Collected data entries
<<<<

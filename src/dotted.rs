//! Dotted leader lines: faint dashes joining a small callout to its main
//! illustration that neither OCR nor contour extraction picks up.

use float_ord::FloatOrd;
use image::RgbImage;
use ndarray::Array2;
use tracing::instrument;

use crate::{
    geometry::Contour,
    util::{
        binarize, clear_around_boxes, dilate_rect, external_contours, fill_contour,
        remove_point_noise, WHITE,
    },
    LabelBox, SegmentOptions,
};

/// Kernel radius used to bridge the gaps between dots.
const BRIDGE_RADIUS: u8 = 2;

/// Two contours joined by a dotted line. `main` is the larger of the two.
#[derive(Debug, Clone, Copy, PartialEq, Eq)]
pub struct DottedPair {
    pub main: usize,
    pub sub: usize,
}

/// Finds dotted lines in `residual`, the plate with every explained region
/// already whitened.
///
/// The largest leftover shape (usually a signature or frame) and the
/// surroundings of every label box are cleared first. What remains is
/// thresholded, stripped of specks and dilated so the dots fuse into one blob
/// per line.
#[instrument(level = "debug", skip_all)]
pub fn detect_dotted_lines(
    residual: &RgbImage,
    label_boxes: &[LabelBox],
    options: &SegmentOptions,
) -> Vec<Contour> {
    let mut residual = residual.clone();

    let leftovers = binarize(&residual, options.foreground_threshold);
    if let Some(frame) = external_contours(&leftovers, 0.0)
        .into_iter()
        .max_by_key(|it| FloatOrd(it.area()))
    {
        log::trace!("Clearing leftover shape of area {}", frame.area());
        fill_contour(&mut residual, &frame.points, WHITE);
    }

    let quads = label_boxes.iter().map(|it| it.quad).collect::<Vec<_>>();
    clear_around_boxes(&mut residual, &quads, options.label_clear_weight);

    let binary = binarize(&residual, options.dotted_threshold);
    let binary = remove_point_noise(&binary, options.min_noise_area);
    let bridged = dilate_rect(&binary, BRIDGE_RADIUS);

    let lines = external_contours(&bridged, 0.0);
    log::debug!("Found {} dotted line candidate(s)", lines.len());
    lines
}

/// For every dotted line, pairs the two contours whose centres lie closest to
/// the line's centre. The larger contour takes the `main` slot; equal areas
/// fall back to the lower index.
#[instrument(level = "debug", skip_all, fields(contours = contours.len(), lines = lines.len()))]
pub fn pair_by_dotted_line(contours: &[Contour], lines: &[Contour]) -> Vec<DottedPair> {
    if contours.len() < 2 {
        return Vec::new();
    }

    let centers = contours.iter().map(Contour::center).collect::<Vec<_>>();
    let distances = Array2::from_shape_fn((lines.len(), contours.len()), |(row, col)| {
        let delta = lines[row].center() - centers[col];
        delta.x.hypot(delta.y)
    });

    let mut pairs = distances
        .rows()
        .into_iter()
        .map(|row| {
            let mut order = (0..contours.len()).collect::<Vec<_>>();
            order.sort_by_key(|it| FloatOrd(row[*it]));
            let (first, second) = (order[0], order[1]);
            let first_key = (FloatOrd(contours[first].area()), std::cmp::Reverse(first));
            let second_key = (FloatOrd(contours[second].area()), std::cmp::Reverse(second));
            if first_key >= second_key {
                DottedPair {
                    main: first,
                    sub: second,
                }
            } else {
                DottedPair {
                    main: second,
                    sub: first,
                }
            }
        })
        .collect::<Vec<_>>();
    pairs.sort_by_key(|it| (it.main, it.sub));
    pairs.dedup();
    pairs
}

>>>>

WORK TO BE COMPLETED:
Above are some records; repeat all of them exactly.

SOLUTION FOR THIS EXERCISE:
filename src/dotted.rs
//! Dotted leader lines: faint dashes joining a small callout to its main
//! illustration that neither OCR nor contour extraction picks up.

use float_ord::FloatOrd;
use image::RgbImage;
use ndarray::Array2;
use tracing::instrument;

use crate::{
    geometry::Contour,
    util::{
        binarize, clear_around_boxes, dilate_rect, external_contours, fill_contour,
        remove_point_noise, WHITE,
    },
    LabelBox, SegmentOptions,
};

/// Kernel radius used to bridge the gaps between dots.
const BRIDGE_RADIUS: u8 = 2;

/// Two contours joined by a dotted line. `main` is the larger of the two.
#[derive(Debug, Clone, Copy, PartialEq, Eq)]
pub struct DottedPair {
    pub main: usize,
    pub sub: usize,
}

/// Finds dotted lines in `residual`, the plate with every explained region
/// already whitened.
///
/// The largest leftover shape (usually a signature or frame) and the
/// surroundings of every label box are cleared first. What remains is
/// thresholded, stripped of specks and dilated so the dots fuse into one blob
/// per line.
#[instrument(level = "debug", skip_all)]
pub fn detect_dotted_lines(
    residual: &RgbImage,
    label_boxes: &[LabelBox],
    options: &SegmentOptions,
) -> Vec<Contour> {
    let mut residual = residual.clone();

    let leftovers = binarize(&residual, options.foreground_threshold);
    if let Some(frame) = external_contours(&leftovers, 0.0)
        .into_iter()
        .max_by_key(|it| FloatOrd(it.area()))
    {
        log::trace!("Clearing leftover shape of area {}", frame.area());
        fill_contour(&mut residual, &frame.points, WHITE);
    }

    let quads = label_boxes.iter().map(|it| it.quad).collect::<Vec<_>>();
    clear_around_boxes(&mut residual, &quads, options.label_clear_weight);

    let binary = binarize(&residual, options.dotted_threshold);
    let binary = remove_point_noise(&binary, options.min_noise_area);
    let bridged = dilate_rect(&binary, BRIDGE_RADIUS);

    let lines = external_contours(&bridged, 0.0);
    log::debug!("Found {} dotted line candidate(s)", lines.len());
    lines
}

/// For every dotted line, pairs the two contours whose centres lie closest to
/// the line's centre. The larger contour takes the `main` slot; equal areas
/// fall back to the lower index.
#[instrument(level = "debug", skip_all, fields(contours = contours.len(), lines = lines.len()))]
pub fn pair_by_dotted_line(contours: &[Contour], lines: &[Contour]) -> Vec<DottedPair> {
    if contours.len() < 2 {
        return Vec::new();
    }

    let centers = contours.iter().map(Contour::center).collect::<Vec<_>>();
    let distances = Array2::from_shape_fn((lines.len(), contours.len()), |(row, col)| {
        let delta = lines[row].center() - centers[col];
        delta.x.hypot(delta.y)
    });

    let mut pairs = distances
        .rows()
        .into_iter()
        .map(|row| {
            let mut order = (0..contours.len()).collect::<Vec<_>>();
            order.sort_by_key(|it| FloatOrd(row[*it]));
            let (first, second) = (order[0], order[1]);
            let first_key = (FloatOrd(contours[first].area()), std::cmp::Reverse(first));
            let second_key = (FloatOrd(contours[second].area()), std::cmp::Reverse(second));
            if first_key >= second_key {
                DottedPair {
                    main: first,
                    sub: second,
                }
            } else {
                DottedPair {
                    main: second,
                    sub: first,
                }
            }
        })
        .collect::<Vec<_>>();
    pairs.sort_by_key(|it| (it.main, it.sub));
    pairs.dedup();
    pairs
}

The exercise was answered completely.